To everyone who has seen an episode of Buffy the Vampire Slayer it is not surprising that the show is filled with a great number of Gothic tropes and intertextuality - blog posts within the past two weeks have demonstrated this already. Throughout the show, Gothic intertextuality is an essential feature that is not only a way of playing with clichés, such as the blonde, young girl that is walking through the dark alley and is here capable of fighting demons instead being killed by them, but also a way of depicting the development of the shows characters. In Season 3 of BTVS, the Gothic text that seems to be omnipresent is Robert Louis Stevenson’s The Strange Case of Dr Jekyll and Mr Hyde. The following post will discuss some (of way too many) examples that demonstrate in how far Stevenson’s novella is included in Season 3.

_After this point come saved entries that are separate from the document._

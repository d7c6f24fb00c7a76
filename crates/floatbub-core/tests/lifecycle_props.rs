//! Property tests: arbitrary start/stop sequences keep the session state
//! in lockstep with the live overlay resource.

use std::sync::Arc;

use floatbub_core::{BubbleController, BubbleOptions, NotificationOptions, OverlayPlatform, SimulatedPlatform};
use proptest::prelude::*;

#[derive(Debug, Clone)]
enum Op {
    Start,
    Stop,
    Reject(bool),
    FailRelease(bool),
}

fn op() -> impl Strategy<Value = Op> {
    prop_oneof![
        4 => Just(Op::Start),
        4 => Just(Op::Stop),
        1 => any::<bool>().prop_map(Op::Reject),
        1 => any::<bool>().prop_map(Op::FailRelease),
    ]
}

proptest! {
    #[test]
    fn running_iff_overlay_alive(ops in proptest::collection::vec(op(), 0..64)) {
        let sim = Arc::new(SimulatedPlatform::new().with_overlay_granted(true));
        let ctl = BubbleController::new(Arc::clone(&sim) as Arc<dyn OverlayPlatform>);

        for op in ops {
            let was_running = ctl.is_running();
            match op {
                Op::Start => {
                    let started = ctl.start(BubbleOptions::default(), NotificationOptions::default());
                    prop_assert_eq!(started, ctl.is_running());
                    if was_running {
                        prop_assert!(started);
                    }
                }
                Op::Stop => {
                    let stopped = ctl.stop();
                    prop_assert_eq!(stopped, !ctl.is_running());
                    if !was_running {
                        prop_assert!(stopped);
                    }
                }
                Op::Reject(reject) => sim.set_reject_overlay(reject),
                Op::FailRelease(fail) => sim.set_fail_release(fail),
            }
            prop_assert!(sim.live_overlay_count() <= 1);
            prop_assert_eq!(sim.live_overlay_count() == 1, ctl.is_running());
        }
    }
}
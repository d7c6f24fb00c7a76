//! Event relay: overlay-surface broadcasts → requester pushes.
//!
//! One subscription per bound requester context. The handler checks the
//! currently bound context id before every delivery, so a broadcast racing
//! a rebind never lands in the old context.

use std::sync::atomic::{AtomicU64, Ordering};
use std::sync::{Arc, Mutex, MutexGuard, PoisonError};

use tokio::sync::mpsc;

use crate::error::{EventDecodeError, PlatformError};
use crate::platform::{BroadcastHandler, OverlayPlatform, RawBroadcast, SubscriptionId};
use crate::types::{InteractionEvent, InteractionKind, Point};

/// No context bound.
const UNBOUND: u64 = 0;

/// Identity of a requester execution context. Never zero.
#[derive(Debug, Clone, Copy, PartialEq, Eq, Hash)]
pub struct ContextId(pub u64);

/// Push channel into a requester context.
pub type EventSink = mpsc::UnboundedSender<InteractionEvent>;

struct Binding {
    context: ContextId,
    subscription: SubscriptionId,
}

pub struct EventRelay {
    platform: Arc<dyn OverlayPlatform>,
    current: Arc<AtomicU64>,
    binding: Mutex<Option<Binding>>,
}

/// Decode a raw broadcast into an interaction event.
pub fn decode(raw: &RawBroadcast) -> Result<InteractionEvent, EventDecodeError> {
    let kind = InteractionKind::from_action(&raw.action)
        .ok_or_else(|| EventDecodeError::UnknownAction(raw.action.clone()))?;
    let axis = |name: &'static str| {
        raw.extras
            .get(name)
            .and_then(serde_json::Value::as_f64)
            .ok_or_else(|| EventDecodeError::MissingCoordinate {
                action: raw.action.clone(),
                axis: name,
            })
    };
    Ok(InteractionEvent {
        kind,
        position: Point::new(axis("x")?, axis("y")?),
    })
}

impl EventRelay {
    pub fn new(platform: Arc<dyn OverlayPlatform>) -> Self {
        Self {
            platform,
            current: Arc::new(AtomicU64::new(UNBOUND)),
            binding: Mutex::new(None),
        }
    }

    fn lock(&self) -> MutexGuard<'_, Option<Binding>> {
        self.binding.lock().unwrap_or_else(PoisonError::into_inner)
    }

    /// Bind `context`, replacing any previous binding. Returns the context
    /// that was replaced. The new subscription is made first, so a failed
    /// subscribe leaves the previous binding in place.
    pub fn attach(&self, context: ContextId, sink: EventSink) -> Result<Option<ContextId>, PlatformError> {
        let mut binding = self.lock();

        let current = Arc::clone(&self.current);
        let handler: BroadcastHandler = Arc::new(move |raw: &RawBroadcast| {
            if current.load(Ordering::SeqCst) != context.0 {
                return;
            }
            match decode(raw) {
                Ok(event) => {
                    if sink.send(event).is_err() {
                        tracing::debug!(context = context.0, "requester push channel closed");
                    }
                }
                Err(e) => tracing::warn!(error = %e, "dropping undecodable broadcast"),
            }
        });

        let subscription = match self.platform.subscribe(&InteractionKind::ALL, handler) {
            Ok(subscription) => subscription,
            Err(e) => {
                tracing::warn!(context = context.0, error = %e, "event subscription failed");
                return Err(e);
            }
        };

        self.current.store(context.0, Ordering::SeqCst);
        let replaced = binding
            .replace(Binding {
                context,
                subscription,
            })
            .map(|old| {
                self.platform.unsubscribe(old.subscription);
                tracing::info!(old = old.context.0, new = context.0, "requester context replaced");
                old.context
            });
        tracing::debug!(context = context.0, subscription = subscription.0, "event relay bound");
        Ok(replaced)
    }

    /// Tear down the subscription if `context` is the bound one. Returns
    /// whether anything was detached.
    pub fn detach(&self, context: ContextId) -> bool {
        let mut binding = self.lock();
        if !binding.as_ref().is_some_and(|b| b.context == context) {
            return false;
        }
        self.current.store(UNBOUND, Ordering::SeqCst);
        if let Some(b) = binding.take() {
            self.platform.unsubscribe(b.subscription);
        }
        tracing::debug!(context = context.0, "event relay unbound");
        true
    }

    pub fn bound_context(&self) -> Option<ContextId> {
        self.lock().as_ref().map(|b| b.context)
    }
}

// ─── Tests ────────────────────────────────────────────────────────
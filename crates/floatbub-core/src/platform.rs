//! OverlayPlatform trait: the capability boundary to the OS.
//! Window manager, notification presenter, permission dialogs and the
//! overlay surface's broadcast transport all live behind it, so the core
//! can be exercised without a real device.

use std::sync::Arc;

use serde::{Deserialize, Serialize};

use crate::error::PlatformError;
use crate::options::{BubbleOptions, NotificationOptions};
use crate::types::{InteractionKind, PermissionKind, RequestCode};

/// Opaque handle to a live overlay window.
#[derive(Debug, Clone, Copy, PartialEq, Eq, Hash, Serialize, Deserialize)]
pub struct OverlayHandle(pub u64);

/// Opaque id of a broadcast subscription.
#[derive(Debug, Clone, Copy, PartialEq, Eq, Hash, Serialize, Deserialize)]
pub struct SubscriptionId(pub u64);

/// A broadcast as published by the overlay surface, before decoding.
#[derive(Debug, Clone, PartialEq, Serialize, Deserialize)]
pub struct RawBroadcast {
    pub action: String,
    #[serde(default)]
    pub extras: serde_json::Map<String, serde_json::Value>,
}

impl RawBroadcast {
    pub fn new(action: impl Into<String>) -> Self {
        Self {
            action: action.into(),
            extras: serde_json::Map::new(),
        }
    }

    #[must_use]
    pub fn with_extra(mut self, key: &str, value: impl Into<serde_json::Value>) -> Self {
        self.extras.insert(key.to_string(), value.into());
        self
    }
}

/// Callback invoked by the transport for every matching broadcast.
pub type BroadcastHandler = Arc<dyn Fn(&RawBroadcast) + Send + Sync>;

/// Capability interface consumed by the core. Enables mock injection for testing.
pub trait OverlayPlatform: Send + Sync {
    /// Platform API level; post-notification checks only apply from
    /// [`crate::arbiter::POST_NOTIFICATIONS_MIN_LEVEL`] upwards.
    fn capability_level(&self) -> u32;

    fn is_overlay_granted(&self) -> bool;

    fn is_post_notifications_granted(&self) -> bool;

    /// Open the OS grant dialog for `kind`. Its outcome is reported later
    /// through the host's result callback under `code`.
    fn launch_grant_flow(&self, kind: PermissionKind, code: RequestCode) -> Result<(), PlatformError>;

    /// Create the overlay window and its foreground notification.
    fn request_overlay(
        &self,
        bubble: &BubbleOptions,
        notification: &NotificationOptions,
    ) -> Result<OverlayHandle, PlatformError>;

    fn release_overlay(&self, handle: OverlayHandle) -> Result<(), PlatformError>;

    /// Register `handler` for broadcasts whose action matches one of `kinds`.
    fn subscribe(
        &self,
        kinds: &[InteractionKind],
        handler: BroadcastHandler,
    ) -> Result<SubscriptionId, PlatformError>;

    fn unsubscribe(&self, id: SubscriptionId);
}

impl<T: OverlayPlatform + ?Sized> OverlayPlatform for Arc<T> {
    fn capability_level(&self) -> u32 {
        (**self).capability_level()
    }

    fn is_overlay_granted(&self) -> bool {
        (**self).is_overlay_granted()
    }

    fn is_post_notifications_granted(&self) -> bool {
        (**self).is_post_notifications_granted()
    }

    fn launch_grant_flow(&self, kind: PermissionKind, code: RequestCode) -> Result<(), PlatformError> {
        (**self).launch_grant_flow(kind, code)
    }

    fn request_overlay(
        &self,
        bubble: &BubbleOptions,
        notification: &NotificationOptions,
    ) -> Result<OverlayHandle, PlatformError> {
        (**self).request_overlay(bubble, notification)
    }

    fn release_overlay(&self, handle: OverlayHandle) -> Result<(), PlatformError> {
        (**self).release_overlay(handle)
    }

    fn subscribe(
        &self,
        kinds: &[InteractionKind],
        handler: BroadcastHandler,
    ) -> Result<SubscriptionId, PlatformError> {
        (**self).subscribe(kinds, handler)
    }

    fn unsubscribe(&self, id: SubscriptionId) {
        (**self).unsubscribe(id)
    }
}

#[cfg(test)]
mod tests {
    use super::*;

    #[test]
    fn raw_broadcast_builder_collects_extras() {
        let raw = RawBroadcast::new("floatbub.action.TAP")
            .with_extra("x", 1.5)
            .with_extra("y", 2);
        assert_eq!(raw.extras.len(), 2);
        assert_eq!(raw.extras["x"], serde_json::json!(1.5));
    }

    #[test]
    fn raw_broadcast_extras_default_to_empty() {
        let raw: RawBroadcast =
            serde_json::from_str(r#"{"action": "floatbub.action.MOVE"}"#).expect("parse");
        assert!(raw.extras.is_empty());
    }

    #[test]
    fn blanket_arc_impl() {
        struct Fixed;
        impl OverlayPlatform for Fixed {
            fn capability_level(&self) -> u32 {
                30
            }
            fn is_overlay_granted(&self) -> bool {
                true
            }
            fn is_post_notifications_granted(&self) -> bool {
                false
            }
            fn launch_grant_flow(&self, _: PermissionKind, _: RequestCode) -> Result<(), PlatformError> {
                Ok(())
            }
            fn request_overlay(
                &self,
                _: &BubbleOptions,
                _: &NotificationOptions,
            ) -> Result<OverlayHandle, PlatformError> {
                Ok(OverlayHandle(7))
            }
            fn release_overlay(&self, _: OverlayHandle) -> Result<(), PlatformError> {
                Ok(())
            }
            fn subscribe(
                &self,
                _: &[InteractionKind],
                _: BroadcastHandler,
            ) -> Result<SubscriptionId, PlatformError> {
                Ok(SubscriptionId(1))
            }
            fn unsubscribe(&self, _: SubscriptionId) {}
        }

        let shared: Arc<dyn OverlayPlatform> = Arc::new(Fixed);
        let wrapped = Arc::new(shared);
        assert_eq!(wrapped.capability_level(), 30);
        assert_eq!(
            wrapped
                .request_overlay(&BubbleOptions::default(), &NotificationOptions::default())
                .expect("ok"),
            OverlayHandle(7)
        );
    }
}
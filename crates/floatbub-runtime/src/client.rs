//! UDS JSON-RPC client for CLI subcommands.

use tokio::io::{AsyncBufReadExt, AsyncWriteExt, BufReader};
use tokio::net::UnixStream;

use crate::server::BUBBLE_EVENT_METHOD;

async fn connect(socket_path: &str) -> anyhow::Result<UnixStream> {
    UnixStream::connect(socket_path)
        .await
        .map_err(|e| anyhow::anyhow!("cannot connect to daemon at {socket_path}: {e}"))
}

fn request_line(method: &str, params: serde_json::Value) -> anyhow::Result<String> {
    let request = serde_json::json!({
        "jsonrpc": "2.0",
        "method": method,
        "params": params,
        "id": 1,
    });
    let mut req = serde_json::to_string(&request)?;
    req.push('\n');
    Ok(req)
}

/// Send one request and wait for its response. Deferred permission
/// requests block here until the OS callback arrives.
pub(crate) async fn rpc_call(
    socket_path: &str,
    method: &str,
    params: serde_json::Value,
) -> anyhow::Result<serde_json::Value> {
    let stream = connect(socket_path).await?;
    let (reader, mut writer) = stream.into_split();

    // Write half stays open until the reply arrives; the daemon treats
    // EOF as the caller going away.
    writer
        .write_all(request_line(method, params)?.as_bytes())
        .await?;

    let mut reader = BufReader::new(reader);
    let mut line = String::new();
    reader.read_line(&mut line).await?;

    let response: serde_json::Value = serde_json::from_str(line.trim())?;

    if let Some(error) = response.get("error") {
        anyhow::bail!("RPC error: {error}");
    }

    Ok(response["result"].clone())
}

/// `floatbub call <method>`: print the result as pretty JSON.
pub async fn cmd_call(socket_path: &str, method: &str, params: &str) -> anyhow::Result<()> {
    let params: serde_json::Value =
        serde_json::from_str(params).map_err(|e| anyhow::anyhow!("--params is not JSON: {e}"))?;
    let result = rpc_call(socket_path, method, params).await?;
    println!("{}", serde_json::to_string_pretty(&result)?);
    Ok(())
}

/// `floatbub listen`: bind as the requester context and print one line per
/// interaction event until the daemon goes away.
pub async fn cmd_listen(socket_path: &str) -> anyhow::Result<()> {
    let stream = connect(socket_path).await?;
    let (reader, mut writer) = stream.into_split();
    writer
        .write_all(request_line("attach", serde_json::Value::Null)?.as_bytes())
        .await?;

    let mut lines = BufReader::new(reader).lines();
    while let Some(line) = lines.next_line().await? {
        let msg: serde_json::Value = serde_json::from_str(line.trim())?;
        if let Some(error) = msg.get("error") {
            anyhow::bail!("attach failed: {error}");
        }
        if msg["method"] == BUBBLE_EVENT_METHOD {
            println!("{}", format_event(&msg["params"]));
        } else if let Some(ctx) = msg["result"]["context"].as_u64() {
            println!("attached as requester context {ctx}");
        }
    }
    Ok(())
}

/// Pure formatting logic for listen output, separated for testability.
pub(crate) fn format_event(params: &serde_json::Value) -> String {
    let kind = params["type"].as_str().unwrap_or("?");
    match (params["x"].as_f64(), params["y"].as_f64()) {
        (Some(x), Some(y)) => format!("{kind:<8} x={x:.1} y={y:.1}"),
        _ => kind.to_string(),
    }
}

#[cfg(test)]
mod tests {
    use super::*;

    #[test]
    fn format_event_pads_kind_and_rounds() {
        let line = format_event(&serde_json::json!({"type": "move", "x": 10.26, "y": 3.0}));
        assert_eq!(line, "move     x=10.3 y=3.0");
    }

    #[test]
    fn format_event_without_coordinates() {
        assert_eq!(format_event(&serde_json::json!({"type": "tap"})), "tap");
        assert_eq!(format_event(&serde_json::json!({})), "?");
    }

    #[test]
    fn request_line_is_newline_terminated_json() {
        let line = request_line("isRunning", serde_json::Value::Null).unwrap();
        assert!(line.ends_with('\n'));
        let parsed: serde_json::Value = serde_json::from_str(line.trim()).unwrap();
        assert_eq!(parsed["method"], "isRunning");
        assert_eq!(parsed["id"], 1);
    }

    #[tokio::test]
    async fn rpc_call_reports_unreachable_daemon() {
        let dir = tempfile::tempdir().unwrap();
        let path = dir.path().join("missing.sock");
        let err = rpc_call(path.to_str().unwrap(), "isRunning", serde_json::Value::Null)
            .await
            .unwrap_err();
        assert!(err.to_string().contains("cannot connect to daemon"));
    }
}
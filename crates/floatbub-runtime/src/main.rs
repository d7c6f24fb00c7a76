//! floatbub: floating bubble overlay coordinator binary.
//! Hosts the bubble core behind a UDS JSON-RPC socket and provides CLI
//! client subcommands.

use std::sync::Arc;

use clap::Parser;

use floatbub_core::SimulatedPlatform;

mod cli;
mod client;
mod server;

fn simulated_platform(opts: &cli::DaemonOpts) -> SimulatedPlatform {
    let platform = SimulatedPlatform::new()
        .with_capability_level(opts.capability_level)
        .with_overlay_granted(opts.grant_overlay)
        .with_post_notifications_granted(opts.grant_notifications);
    platform.set_reject_overlay(opts.reject_overlay);
    platform
}

#[tokio::main]
async fn main() -> anyhow::Result<()> {
    let args = cli::Cli::parse();
    let socket_path = args.socket_path.unwrap_or_else(cli::default_socket_path);

    match args.command {
        cli::Command::Daemon(opts) => {
            let filter = std::env::var("FLOATBUB_LOG")
                .or_else(|_| std::env::var("RUST_LOG"))
                .unwrap_or_else(|_| "info".to_string());
            tracing_subscriber::fmt()
                .with_env_filter(tracing_subscriber::EnvFilter::new(filter))
                .init();

            tracing::info!(
                capability_level = opts.capability_level,
                grant_overlay = opts.grant_overlay,
                grant_notifications = opts.grant_notifications,
                "floatbub daemon starting"
            );

            let platform = Arc::new(simulated_platform(&opts));
            let state = Arc::new(server::ServerState::new(platform));
            server::run_server(&socket_path, state).await?;
        }
        cli::Command::Call(opts) => {
            client::cmd_call(&socket_path, &opts.method, &opts.params).await?;
        }
        cli::Command::Listen => {
            client::cmd_listen(&socket_path).await?;
        }
    }

    Ok(())
}

#[cfg(test)]
mod tests {
    use floatbub_core::OverlayPlatform;

    use super::*;

    #[test]
    fn daemon_opts_configure_simulated_device() {
        let opts = cli::DaemonOpts {
            capability_level: 30,
            grant_overlay: true,
            grant_notifications: false,
            reject_overlay: true,
        };
        let platform = simulated_platform(&opts);
        assert_eq!(platform.capability_level(), 30);
        assert!(platform.is_overlay_granted());
        assert!(!platform.is_post_notifications_granted());
        assert!(
            platform
                .request_overlay(&Default::default(), &Default::default())
                .is_err()
        );
    }
}
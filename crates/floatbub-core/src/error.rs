//! Error types for the bubble core.

use thiserror::Error;

use crate::types::{PermissionKind, RequestCode};

/// Failures reported by the platform capability layer.
#[derive(Debug, Clone, PartialEq, Eq, Error)]
pub enum PlatformError {
    #[error("overlay window rejected: {0}")]
    OverlayRejected(String),

    #[error("overlay release failed: {0}")]
    ReleaseFailed(String),

    #[error("grant flow for {kind} could not be launched: {detail}")]
    GrantFlowFailed { kind: PermissionKind, detail: String },

    #[error("event subscription failed: {0}")]
    SubscriptionFailed(String),
}

/// Misuse of the continuation registry.
#[derive(Debug, Clone, PartialEq, Eq, Error)]
pub enum RegistryError {
    #[error("{kind} permission request is already pending under request code {code}")]
    AlreadyPending { kind: PermissionKind, code: RequestCode },

    #[error("no pending request for request code {0}")]
    NoPendingRequest(RequestCode),
}

/// Anything that can go wrong while executing a dispatched command.
#[derive(Debug, Error)]
pub enum CommandError {
    #[error("invalid arguments for {command}: {detail}")]
    InvalidArguments { command: &'static str, detail: String },

    #[error(transparent)]
    Registry(#[from] RegistryError),

    #[error(transparent)]
    Platform(#[from] PlatformError),

    #[error("handler panicked: {0}")]
    Panicked(String),
}

/// A raw broadcast that could not be turned into an interaction event.
#[derive(Debug, Clone, PartialEq, Eq, Error)]
pub enum EventDecodeError {
    #[error("unknown interaction action {0:?}")]
    UnknownAction(String),

    #[error("broadcast {action:?} is missing numeric extra {axis:?}")]
    MissingCoordinate { action: String, axis: &'static str },
}

#[cfg(test)]
mod tests {
    use super::*;
    use crate::types::OVERLAY_PERMISSION_REQUEST_CODE;

    #[test]
    fn already_pending_names_kind_and_code() {
        let err = RegistryError::AlreadyPending {
            kind: PermissionKind::Overlay,
            code: OVERLAY_PERMISSION_REQUEST_CODE,
        };
        assert_eq!(
            err.to_string(),
            "overlay permission request is already pending under request code 1237"
        );
    }
}
// ---------------------------------------------------------------------------
// Request handling
// ---------------------------------------------------------------------------

fn handle_request(
    request: JsonRpcRequest,
    state: &Arc<ServerState>,
    out: &Outbox,
    context: &mut Option<ContextId>,
    deferred: &mut JoinSet<()>,
) {
    let id = request.id;
    let response = match request.method.as_str() {
        "attach" => attach(state, out, context, id),
        "platform/permission_result" => permission_result(state, request.params, id),
        "platform/emit" => match serde_json::from_value::<RawBroadcast>(request.params) {
            Ok(raw) => {
                let delivered = state.platform.emit(&raw);
                JsonRpcResponse::ok(id, serde_json::json!({ "delivered": delivered }))
            }
            Err(e) => JsonRpcResponse::err(id, INVALID_PARAMS, format!("invalid broadcast: {e}")),
        },
        method => match state.host.dispatch(method, &request.params) {
            DispatchOutcome::Success(value) => JsonRpcResponse::ok(id, value),
            DispatchOutcome::Error(tagged) => JsonRpcResponse::tagged(id, tagged),
            DispatchOutcome::NotImplemented => {
                JsonRpcResponse::err(id, METHOD_NOT_FOUND, format!("method not found: {method}"))
            }
            DispatchOutcome::Deferred(mut reply) => match reply.try_outcome() {
                Some(granted) => JsonRpcResponse::ok(id, serde_json::Value::Bool(granted)),
                None => {
                    deferred.spawn(deliver_deferred(reply, id, out.clone()));
                    return;
                }
            },
        },
    };
    send(out, &response);
}

fn attach(
    state: &Arc<ServerState>,
    out: &Outbox,
    context: &mut Option<ContextId>,
    id: Option<u64>,
) -> JsonRpcResponse {
    let (push_tx, push_rx) = mpsc::unbounded_channel();
    match state.host.context_available(push_tx) {
        Ok(ctx) => {
            *context = Some(ctx);
            tokio::spawn(forward_pushes(push_rx, out.clone()));
            JsonRpcResponse::ok(id, serde_json::json!({ "context": ctx.0 }))
        }
        Err(e) => JsonRpcResponse::err(id, CONTEXT_UNAVAILABLE, e.to_string()),
    }
}

fn permission_result(state: &Arc<ServerState>, params: serde_json::Value, id: Option<u64>) -> JsonRpcResponse {
    let params: PermissionResultParams = match serde_json::from_value(params) {
        Ok(p) => p,
        Err(e) => return JsonRpcResponse::err(id, INVALID_PARAMS, format!("invalid params: {e}")),
    };
    let code = RequestCode(params.request_code);
    if let Some(granted) = params.granted {
        state.platform.apply_grant(code, granted);
    }
    match state.host.on_permission_result(code, params.result_code) {
        Ok(resolution) => JsonRpcResponse::ok(id, resolution_json(resolution)),
        Err(e) => JsonRpcResponse::err(id, SPURIOUS_RESULT, e.to_string()),
    }
}
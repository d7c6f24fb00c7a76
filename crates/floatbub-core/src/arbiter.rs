//! Permission arbiter: synchronous grant queries plus the two request
//! paths (already granted → immediate reply, otherwise grant flow +
//! registered continuation).

use std::sync::{Arc, Mutex, MutexGuard, PoisonError};

use serde::Serialize;

use crate::error::{CommandError, RegistryError};
use crate::platform::OverlayPlatform;
use crate::registry::{ContinuationRegistry, PendingInfo, PermissionReply, Resolution};
use crate::types::{NOTIFICATION_PERMISSION_REQUEST_CODE, PermissionKind, RequestCode};

/// First capability level at which posting notifications needs a grant.
pub const POST_NOTIFICATIONS_MIN_LEVEL: u32 = 33;

/// Bookkeeping for the secondary notification-permission prompt, which
/// acknowledges synchronously and is observed by polling.
#[derive(Debug, Clone, Copy, Default, PartialEq, Eq, Serialize)]
#[serde(rename_all = "camelCase")]
pub struct NotificationPermissionStatus {
    /// A prompt was issued and its result has not arrived yet.
    pub prompt_outstanding: bool,
    /// Grant state observed at the last result callback, if any.
    pub last_observed: Option<bool>,
    pub prompts_issued: u32,
}

pub struct PermissionArbiter {
    platform: Arc<dyn OverlayPlatform>,
    registry: ContinuationRegistry,
    notification_status: Mutex<NotificationPermissionStatus>,
}

impl PermissionArbiter {
    pub fn new(platform: Arc<dyn OverlayPlatform>) -> Self {
        Self {
            platform,
            registry: ContinuationRegistry::new(),
            notification_status: Mutex::new(NotificationPermissionStatus::default()),
        }
    }

    fn status_lock(&self) -> MutexGuard<'_, NotificationPermissionStatus> {
        self.notification_status
            .lock()
            .unwrap_or_else(PoisonError::into_inner)
    }

    // ── Queries ──────────────────────────────────────────────────────

    pub fn has_overlay_permission(&self) -> bool {
        self.platform.is_overlay_granted()
    }

    /// Always true below [`POST_NOTIFICATIONS_MIN_LEVEL`].
    pub fn has_post_notifications_permission(&self) -> bool {
        self.platform.capability_level() < POST_NOTIFICATIONS_MIN_LEVEL
            || self.platform.is_post_notifications_granted()
    }

    pub fn has_notification_permission(&self) -> bool {
        self.has_post_notifications_permission()
    }

    pub fn is_granted(&self, kind: PermissionKind) -> bool {
        match kind {
            PermissionKind::Overlay => self.has_overlay_permission(),
            PermissionKind::PostNotifications => self.has_post_notifications_permission(),
        }
    }

    // ── Requests ─────────────────────────────────────────────────────

    /// Request `kind`. Resolves immediately when already granted; otherwise
    /// the reply resolves when the OS reports back under the kind's code.
    pub fn request(&self, kind: PermissionKind) -> Result<PermissionReply, CommandError> {
        if self.is_granted(kind) {
            tracing::debug!(%kind, "permission already granted");
            return Ok(PermissionReply::ready(true));
        }

        let reply = self.registry.register(kind)?;
        let code = kind.request_code();
        let rollback = Rollback {
            registry: &self.registry,
            kind,
            armed: true,
        };
        if let Err(e) = self.platform.launch_grant_flow(kind, code) {
            tracing::warn!(%kind, error = %e, "grant flow launch failed");
            return Err(e.into());
        }
        rollback.disarm();
        tracing::info!(%kind, %code, "grant flow launched, awaiting result");
        Ok(reply)
    }

    pub fn request_overlay_permission(&self) -> Result<PermissionReply, CommandError> {
        self.request(PermissionKind::Overlay)
    }

    pub fn request_post_notifications_permission(&self) -> Result<PermissionReply, CommandError> {
        self.request(PermissionKind::PostNotifications)
    }

    /// Secondary prompt. Returns `true` once the prompt has been issued (or
    /// the permission is already held); the grant outcome only updates
    /// [`NotificationPermissionStatus`].
    pub fn request_notification_permission(&self) -> Result<bool, CommandError> {
        if self.has_notification_permission() {
            self.status_lock().last_observed = Some(true);
            return Ok(true);
        }
        self.platform.launch_grant_flow(
            PermissionKind::PostNotifications,
            NOTIFICATION_PERMISSION_REQUEST_CODE,
        )?;
        let mut status = self.status_lock();
        status.prompt_outstanding = true;
        status.prompts_issued += 1;
        tracing::info!(prompts = status.prompts_issued, "notification prompt issued");
        Ok(true)
    }

    pub fn notification_status(&self) -> NotificationPermissionStatus {
        *self.status_lock()
    }

    // ── Results ──────────────────────────────────────────────────────

    /// Route an OS result callback. `result_code` is informational only:
    /// continuations receive the grant state queried at resolution time.
    pub fn resolve(&self, code: RequestCode, result_code: i32) -> Result<Resolution, RegistryError> {
        tracing::debug!(%code, result_code, "permission result received");
        if code == NOTIFICATION_PERMISSION_REQUEST_CODE {
            let granted = self.has_notification_permission();
            let mut status = self.status_lock();
            status.prompt_outstanding = false;
            status.last_observed = Some(granted);
            return Ok(Resolution::StatusUpdated { granted });
        }
        let result = self.registry.resolve(code, |kind| self.is_granted(kind));
        if let Err(ref e) = result {
            tracing::warn!(%code, error = %e, "spurious permission result");
        }
        result
    }

    /// Abandon every pending continuation (requester context went away).
    pub fn abandon_pending(&self) -> usize {
        let n = self.registry.abandon_all();
        if n > 0 {
            tracing::info!(abandoned = n, "pending permission requests abandoned");
        }
        n
    }

    pub fn pending(&self) -> Vec<PendingInfo> {
        self.registry.pending()
    }
}

/// Cancels a registration unless disarmed, so a grant flow that fails or
/// unwinds never leaves its slot occupied.
struct Rollback<'a> {
    registry: &'a ContinuationRegistry,
    kind: PermissionKind,
    armed: bool,
}

impl Rollback<'_> {
    fn disarm(mut self) {
        self.armed = false;
    }
}

impl Drop for Rollback<'_> {
    fn drop(&mut self) {
        if self.armed {
            self.registry.cancel(self.kind);
        }
    }
}

// ─── Tests ────────────────────────────────────────────────────────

‘We found Pete's lab diaries and stuff. Mr. Science was pulling a Jekyll/Hyde deal.’ – S03E04

(Pete in 'Beauty and the Beasts')
The most obvious way of including The Strange Case of Dr Jekyll and Mr Hyde in the series is certainly Season 3’s episode 'Beauty and the Beasts.' This episode tells the story of a young and seemingly friendly high school student Pete, who occasionally turns into a monster, which then causes him to be extremely violent, not only towards strangers but mainly his loving girlfriend. Just as in the original text by Stevenson, Pete (or 'Whedon's Jekyll') first starts drinking a serum in order to transform into a Hyde-sque creature. One interpretation that has been brought into connection with this episode is that it can - quite rightly – be seen as a depiction of toxic relationships. Yet a reading that seems more important for the discussion of Stevenson’s text is a different one: the other self.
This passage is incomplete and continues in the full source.